This is an excerpt from Crossing the River: Seven Stories That Saved My Life, a Memoir (Abrams Press, 2021), by Carol Smith.
This is a book about trauma and grief. But it’s also a book about love, about living, about persistence and joy. It’s about reinventing, finding purpose, and discovering strength you didn’t know you had until you were called upon to use it.
Every one of us fears there is something we could not survive. For me, it was the death of my only child when he was seven years old. He died suddenly, during what was shaping up to be the best year of his life. A kidney transplant had given him a second start on a healthy childhood.
That dream ended when, without warning, he collapsed in cardiac arrest at his grandparents’ house. I was not with him when he died. After his death, I woke in shock to an utterly changed world, one I no longer had a map to navigate.
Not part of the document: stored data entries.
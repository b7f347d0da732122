// Integration test: full training runs on synthetic data
// Covers checkpoint contents, resume semantics, best tracking and validation purity

use anyhow::Result;
use candle_core::Device;
use rand::rngs::StdRng;
use rand::SeedableRng;
use std::path::Path;
use tempfile::TempDir;

use reid_trainer::config::{DataSettings, ModelSettings, TrainConfig};
use reid_trainer::data::{BatchSource, SyntheticReid};
use reid_trainer::errors::TrainError;
use reid_trainer::losses::{CenterLoss, SoftmaxTripletLoss};
use reid_trainer::metrics::{read_scalars, MemorySink, SCALARS_FILE};
use reid_trainer::models::{Baseline, EmbeddingModel};
use reid_trainer::training::{CheckpointStore, RunContext, Trainer, TrainingParts};

/// 3 identities x 4 samples, batch 4: three train batches per epoch
fn small_config(root: &Path, epochs: usize) -> TrainConfig {
    let mut config = TrainConfig::default();
    config.seed = 7;
    config.trainer.epochs = epochs;
    config.trainer.checkpoint_dir = root.join("checkpoints").display().to_string();
    config.trainer.log_dir = root.join("logs").display().to_string();
    config.data = DataSettings {
        batch_size: 4,
        num_classes: 3,
        train_per_class: 4,
        val_per_class: 2,
        input_dim: 8,
        noise: 0.3,
    };
    config.model = ModelSettings {
        feature_dim: 16,
        dropout: 0.0,
    };
    config.losses.beta = 0.0005;
    config.lr_scheduler.steps = vec![3];
    config.lr_scheduler.iters = 2;
    config
}

#[test]
fn test_two_epochs_then_resume_to_four() -> Result<()> {
    let temp_dir = TempDir::new()?;
    let config = small_config(temp_dir.path(), 2);

    let context = RunContext::with_run_id(config.trainer_settings(), "first")?;
    let mut trainer = Trainer::from_config(&config, context)?;
    let summary = trainer.run()?;

    assert_eq!(summary.epochs.len(), 2);
    for (expected, result) in (1..=2).zip(&summary.epochs) {
        assert_eq!(result.epoch, expected);
        assert!(result.train.contains_key("loss"));
        assert!(result.train.contains_key("accuracy"));
        assert!(result.valid["loss"].is_finite());
        assert!((0.0..=1.0).contains(&result.valid["accuracy"]));
    }

    let last = trainer.checkpoint_store().last_path();
    let header = CheckpointStore::read_header(&last)?;
    assert_eq!(header.epoch, 2);
    assert_eq!(header.run_id, "first");
    // Per-epoch schedule: one step per finished epoch
    assert_eq!(header.lr_scheduler.last_epoch, 2);
    // Three batches per epoch
    assert_eq!(header.optimizer.step, 6);
    assert_eq!(header.optimizer_centerloss.step, 6);
    assert!(trainer.checkpoint_store().best_path().exists());

    // Resume with a larger epoch budget
    let mut resumed_config = small_config(temp_dir.path(), 4);
    resumed_config.resume = last.display().to_string();
    let context = RunContext::with_run_id(resumed_config.trainer_settings(), "second")?;
    let mut resumed = Trainer::from_config(&resumed_config, context)?;
    assert_eq!(resumed.context().start_epoch(), 3);
    assert_eq!(resumed.best_accuracy(), summary.best_accuracy);

    let resumed_summary = resumed.run()?;
    let epochs: Vec<usize> = resumed_summary.epochs.iter().map(|e| e.epoch).collect();
    assert_eq!(epochs, vec![3, 4]);

    let header = CheckpointStore::read_header(&resumed.checkpoint_store().last_path())?;
    assert_eq!(header.epoch, 4);
    assert_eq!(header.lr_scheduler.last_epoch, 4);
    assert_eq!(header.optimizer.step, 12);
    Ok(())
}

#[test]
fn test_resume_restores_parameters() -> Result<()> {
    let temp_dir = TempDir::new()?;
    let config = small_config(temp_dir.path(), 1);
    let context = RunContext::with_run_id(config.trainer_settings(), "source")?;
    let mut trainer = Trainer::from_config(&config, context)?;
    trainer.run()?;
    let trained = trainer.model_snapshot()?;
    let centers = trainer.center_snapshot()?;

    let mut resumed_config = small_config(temp_dir.path(), 1);
    resumed_config.resume = trainer.checkpoint_store().last_path().display().to_string();
    let context = RunContext::with_run_id(resumed_config.trainer_settings(), "target")?;
    let resumed = Trainer::from_config(&resumed_config, context)?;

    for (name, tensor) in resumed.model_snapshot()? {
        let expected = trained[&name].flatten_all()?.to_vec1::<f32>()?;
        assert_eq!(tensor.flatten_all()?.to_vec1::<f32>()?, expected, "{}", name);
    }
    assert_eq!(
        resumed.center_snapshot()?["centers"].to_vec2::<f32>()?,
        centers["centers"].to_vec2::<f32>()?
    );

    // Nothing left to run
    let mut resumed = resumed;
    assert!(resumed.run()?.epochs.is_empty());
    Ok(())
}

#[test]
fn test_best_accuracy_is_running_max() -> Result<()> {
    let temp_dir = TempDir::new()?;
    let config = small_config(temp_dir.path(), 4);
    let context = RunContext::with_run_id(config.trainer_settings(), "best")?;
    let mut trainer = Trainer::from_config(&config, context)?;
    let summary = trainer.run()?;

    let mut best: Option<f64> = None;
    let mut last_best_epoch = 0;
    for result in &summary.epochs {
        let accuracy = result.valid["accuracy"];
        let improves = best.map_or(true, |b| accuracy > b);
        assert_eq!(result.is_best, improves, "epoch {}", result.epoch);
        if improves {
            best = Some(accuracy);
            last_best_epoch = result.epoch;
        }
    }
    assert!(summary.epochs[0].is_best);
    assert_eq!(summary.best_accuracy, best);

    let best_header = CheckpointStore::read_header(&trainer.checkpoint_store().best_path())?;
    assert_eq!(best_header.epoch, last_best_epoch);
    assert_eq!(best_header.best_accuracy, best);
    Ok(())
}

#[test]
fn test_validation_does_not_mutate_parameters() -> Result<()> {
    let temp_dir = TempDir::new()?;
    let config = small_config(temp_dir.path(), 1);
    let context = RunContext::with_run_id(config.trainer_settings(), "val")?;
    let mut trainer = Trainer::from_config(&config, context)?;

    let before = trainer.model_snapshot()?;
    let centers_before = trainer.center_snapshot()?;
    let result = trainer.validate(1)?;
    assert!(result.contains_key("loss"));

    for (name, tensor) in trainer.model_snapshot()? {
        assert_eq!(
            tensor.flatten_all()?.to_vec1::<f32>()?,
            before[&name].flatten_all()?.to_vec1::<f32>()?,
            "{}",
            name
        );
    }
    assert_eq!(
        trainer.center_snapshot()?["centers"].to_vec2::<f32>()?,
        centers_before["centers"].to_vec2::<f32>()?
    );
    Ok(())
}

#[test]
fn test_missing_resume_path_fails_fast() -> Result<()> {
    let temp_dir = TempDir::new()?;
    let mut config = small_config(temp_dir.path(), 1);
    config.resume = temp_dir
        .path()
        .join("nope/model_last.safetensors")
        .display()
        .to_string();

    let context = RunContext::with_run_id(config.trainer_settings(), "missing")?;
    match Trainer::from_config(&config, context) {
        Err(TrainError::CheckpointNotFound(path)) => {
            assert!(path.ends_with("nope/model_last.safetensors"))
        }
        Err(other) => panic!("unexpected error: {}", other),
        Ok(_) => panic!("expected CheckpointNotFound"),
    }
    Ok(())
}

#[test]
fn test_scalars_written_per_epoch() -> Result<()> {
    let temp_dir = TempDir::new()?;
    let config = small_config(temp_dir.path(), 2);
    let context = RunContext::with_run_id(config.trainer_settings(), "scalars")?;
    let log_dir = context.log_dir().to_path_buf();
    let mut trainer = Trainer::from_config(&config, context)?;
    trainer.run()?;

    let events = read_scalars(&log_dir.join(SCALARS_FILE))?;
    let steps: Vec<usize> = events
        .iter()
        .filter(|e| e.tag == "Accuracy/Val")
        .map(|e| e.step)
        .collect();
    assert_eq!(steps, vec![1, 2]);
    assert!(events.iter().any(|e| e.tag == "Loss/Train"));
    Ok(())
}

#[test]
fn test_log_dir_mirrored_each_epoch() -> Result<()> {
    let temp_dir = TempDir::new()?;
    let mut config = small_config(temp_dir.path(), 1);
    config.trainer.log_dir_saved = temp_dir.path().join("drive").display().to_string();

    let context = RunContext::with_run_id(config.trainer_settings(), "mirrored")?;
    let mirror = context.mirror_dir().map(Path::to_path_buf);
    let mut trainer = Trainer::from_config(&config, context)?;
    trainer.run()?;

    let mirror = mirror.expect("mirror dir configured");
    assert!(mirror.join(SCALARS_FILE).exists());
    Ok(())
}

#[test]
fn test_custom_parts_with_memory_sink() -> Result<()> {
    let temp_dir = TempDir::new()?;
    let config = small_config(temp_dir.path(), 2);
    let context = RunContext::with_run_id(config.trainer_settings(), "parts")?;

    let device = Device::Cpu;
    let mut rng = StdRng::seed_from_u64(1);
    let data = SyntheticReid::new(&config.data, 1)?;
    let classes = data.num_classes();
    let model = Baseline::new(config.data.input_dim, classes, &config.model, &mut rng, &device)?;
    let center_loss = CenterLoss::new(classes, model.feature_dim(), &mut rng, &device)?;
    let parts = TrainingParts {
        model: Box::new(model),
        primary_loss: Box::new(SoftmaxTripletLoss::new(classes, 0.3, 0.1)),
        secondary_loss: Box::new(center_loss),
        data: Box::new(data),
    };

    let sink = MemorySink::new();
    let mut trainer = Trainer::new(&config, context, parts, Box::new(sink.clone()))?;
    let summary = trainer.run()?;

    let val_loss = sink.series("Loss/Val");
    assert_eq!(val_loss.len(), 2);
    assert_eq!(val_loss[1].0, 2);
    assert!((val_loss[1].1 - summary.epochs[1].valid["loss"]).abs() < 1e-12);
    assert_eq!(sink.events().len(), 8);
    Ok(())
}
// Adam with L2 weight decay (decay added to the gradient, not decoupled)

use candle_core::backprop::GradStore;
use candle_core::Var;
use candle_nn::Optimizer;
use std::collections::BTreeMap;

use super::{
    index_named, restore_buffer, NamedVar, OptimizerScalars, OptimizerState, StatefulOptimizer,
};
use crate::errors::Result;

#[derive(Debug, Clone, Copy, PartialEq)]
pub struct ParamsAdam {
    pub lr: f64,
    pub beta1: f64,
    pub beta2: f64,
    pub eps: f64,
    pub weight_decay: f64,
}

impl Default for ParamsAdam {
    fn default() -> Self {
        Self {
            lr: 0.001,
            beta1: 0.9,
            beta2: 0.999,
            eps: 1e-8,
            weight_decay: 0.0,
        }
    }
}

struct AdamVar {
    param: NamedVar,
    exp_avg: Var,
    exp_avg_sq: Var,
}

/// Adam optimizer over named parameters
pub struct Adam {
    vars: Vec<AdamVar>,
    step_t: u64,
    params: ParamsAdam,
}

impl Adam {
    /// Build over parameters that keep their checkpoint names
    pub fn with_named(vars: Vec<(String, Var)>, params: ParamsAdam) -> candle_core::Result<Self> {
        let vars = vars
            .into_iter()
            .filter(|(_, var)| var.dtype().is_float())
            .map(|(name, var)| {
                let exp_avg = Var::zeros(var.shape(), var.dtype(), var.device())?;
                let exp_avg_sq = Var::zeros(var.shape(), var.dtype(), var.device())?;
                Ok(AdamVar {
                    param: NamedVar { name, var },
                    exp_avg,
                    exp_avg_sq,
                })
            })
            .collect::<candle_core::Result<Vec<_>>>()?;

        Ok(Self {
            vars,
            step_t: 0,
            params,
        })
    }

    pub fn params(&self) -> &ParamsAdam {
        &self.params
    }

    /// Number of steps taken so far
    pub fn step_count(&self) -> u64 {
        self.step_t
    }
}

impl Optimizer for Adam {
    type Config = ParamsAdam;

    fn new(vars: Vec<Var>, params: ParamsAdam) -> candle_core::Result<Self> {
        Self::with_named(index_named(vars), params)
    }

    fn learning_rate(&self) -> f64 {
        self.params.lr
    }

    fn set_learning_rate(&mut self, lr: f64) {
        self.params.lr = lr;
    }

    fn step(&mut self, grads: &GradStore) -> candle_core::Result<()> {
        self.step_t += 1;
        let ParamsAdam {
            lr,
            beta1,
            beta2,
            eps,
            weight_decay,
        } = self.params;
        let bias_correction1 = 1.0 - beta1.powf(self.step_t as f64);
        let bias_correction2 = 1.0 - beta2.powf(self.step_t as f64);

        for v in &self.vars {
            let theta = &v.param.var;
            let Some(grad) = grads.get(theta) else {
                continue;
            };
            let grad = if weight_decay != 0.0 {
                grad.add(&theta.affine(weight_decay, 0.0)?)?
            } else {
                grad.clone()
            };

            let exp_avg = v
                .exp_avg
                .affine(beta1, 0.0)?
                .add(&grad.affine(1.0 - beta1, 0.0)?)?;
            let exp_avg_sq = v
                .exp_avg_sq
                .affine(beta2, 0.0)?
                .add(&grad.sqr()?.affine(1.0 - beta2, 0.0)?)?;

            let m_hat = exp_avg.affine(1.0 / bias_correction1, 0.0)?;
            let denom = exp_avg_sq
                .affine(1.0 / bias_correction2, 0.0)?
                .sqrt()?
                .affine(1.0, eps)?;
            let delta = m_hat.div(&denom)?.affine(lr, 0.0)?;

            theta.set(&theta.sub(&delta)?)?;
            v.exp_avg.set(&exp_avg)?;
            v.exp_avg_sq.set(&exp_avg_sq)?;
        }
        Ok(())
    }
}

impl StatefulOptimizer for Adam {
    fn export_state(&self) -> Result<OptimizerState> {
        let mut buffers = BTreeMap::new();
        for v in &self.vars {
            buffers.insert(
                format!("exp_avg.{}", v.param.name),
                v.exp_avg.as_tensor().copy()?,
            );
            buffers.insert(
                format!("exp_avg_sq.{}", v.param.name),
                v.exp_avg_sq.as_tensor().copy()?,
            );
        }
        Ok(OptimizerState {
            scalars: OptimizerScalars {
                learning_rate: self.params.lr,
                step: self.step_t,
            },
            buffers,
        })
    }

    fn import_state(&mut self, state: &OptimizerState) -> Result<()> {
        for v in &self.vars {
            restore_buffer(
                &state.buffers,
                &format!("exp_avg.{}", v.param.name),
                &v.exp_avg,
            )?;
            restore_buffer(
                &state.buffers,
                &format!("exp_avg_sq.{}", v.param.name),
                &v.exp_avg_sq,
            )?;
        }
        self.params.lr = state.scalars.learning_rate;
        self.step_t = state.scalars.step;
        Ok(())
    }
}

#[cfg(test)]
mod tests {
    use super::*;
    use candle_core::Device;

    fn quadratic_step(opt: &mut Adam, x: &Var) -> candle_core::Result<()> {
        let loss = x.sqr()?.sum_all()?;
        let grads = loss.backward()?;
        opt.step(&grads)
    }

    #[test]
    fn test_first_step_moves_by_lr() -> anyhow::Result<()> {
        let x = Var::new(&[1.0f32, 2.0], &Device::Cpu)?;
        let params = ParamsAdam {
            lr: 0.1,
            ..ParamsAdam::default()
        };
        let mut opt = Adam::with_named(vec![("x".to_string(), x.clone())], params)?;

        quadratic_step(&mut opt, &x)?;

        // First bias-corrected Adam step is lr * sign(grad)
        let values = x.as_tensor().to_vec1::<f32>()?;
        assert!((values[0] - 0.9).abs() < 1e-5);
        assert!((values[1] - 1.9).abs() < 1e-5);
        assert_eq!(opt.step_count(), 1);
        Ok(())
    }

    #[test]
    fn test_state_restores_trajectory() -> anyhow::Result<()> {
        let params = ParamsAdam {
            lr: 0.05,
            weight_decay: 0.01,
            ..ParamsAdam::default()
        };
        let x = Var::new(&[1.0f32, -3.0], &Device::Cpu)?;
        let mut opt = Adam::with_named(vec![("x".to_string(), x.clone())], params)?;
        quadratic_step(&mut opt, &x)?;
        quadratic_step(&mut opt, &x)?;
        let state = opt.export_state()?;

        // Clone of the parameter at this point, with a fresh optimizer that imports the state
        let y = Var::from_tensor(&x.as_tensor().copy()?)?;
        let mut restored = Adam::with_named(vec![("x".to_string(), y.clone())], params)?;
        restored.import_state(&state)?;

        quadratic_step(&mut opt, &x)?;
        quadratic_step(&mut restored, &y)?;

        let a = x.as_tensor().to_vec1::<f32>()?;
        let b = y.as_tensor().to_vec1::<f32>()?;
        assert_eq!(a, b);
        assert_eq!(restored.step_count(), 3);
        Ok(())
    }

    #[test]
    fn test_import_missing_buffer_fails() -> anyhow::Result<()> {
        let x = Var::new(&[1.0f32], &Device::Cpu)?;
        let mut opt = Adam::with_named(vec![("x".to_string(), x)], ParamsAdam::default())?;
        let empty = OptimizerState {
            scalars: OptimizerScalars {
                learning_rate: 0.1,
                step: 4,
            },
            buffers: BTreeMap::new(),
        };
        assert!(opt.import_state(&empty).is_err());
        Ok(())
    }
}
In a similar way, the coronavirus pandemic has forced so many of us into unfamiliar territory. And its signature wound is that people die alone without their loved ones near, the very thought of which still brings me to my knees.
The feelings in those early days of the pandemic, the way time blurred, the obsessive search for any bit of news that might change the outcome, the sinking realization that control had slipped from our grasp, the sense of dislocation, the daily struggle to breathe—all these perfectly mirror feelings of grief.
So, too, does the panicky sense that we don’t know yet what we’ve lost, only that it’s something we didn’t know how much we’d miss. Or the sense of foreboding that even if something awful hasn’t happened yet, it will soon—what I heard one person call “the grief before the grief.” And there is this, too: the grief after the grief, the way one trauma calls back another in the echo chamber of the heart.
Hope Can be Learned
People can’t give you hope, can’t dispense it on an as-needed basis like a prescription. But I believe hope can be learned, and it’s learned through the experience of others. It happens through our shared stories. After my son died, I needed hope. I found it through reporting the stories of others who had faced down hard circumstances of their own. These were stories of survival and transformation, of people confronting devastating situations that changed them in unexpected ways.
I learned how to live after loss from their stories. Many more of us are facing unimaginable losses in the long tail of the COVID-19 crisis. I hope these stories will provide as much courage and insight for others as they did for me.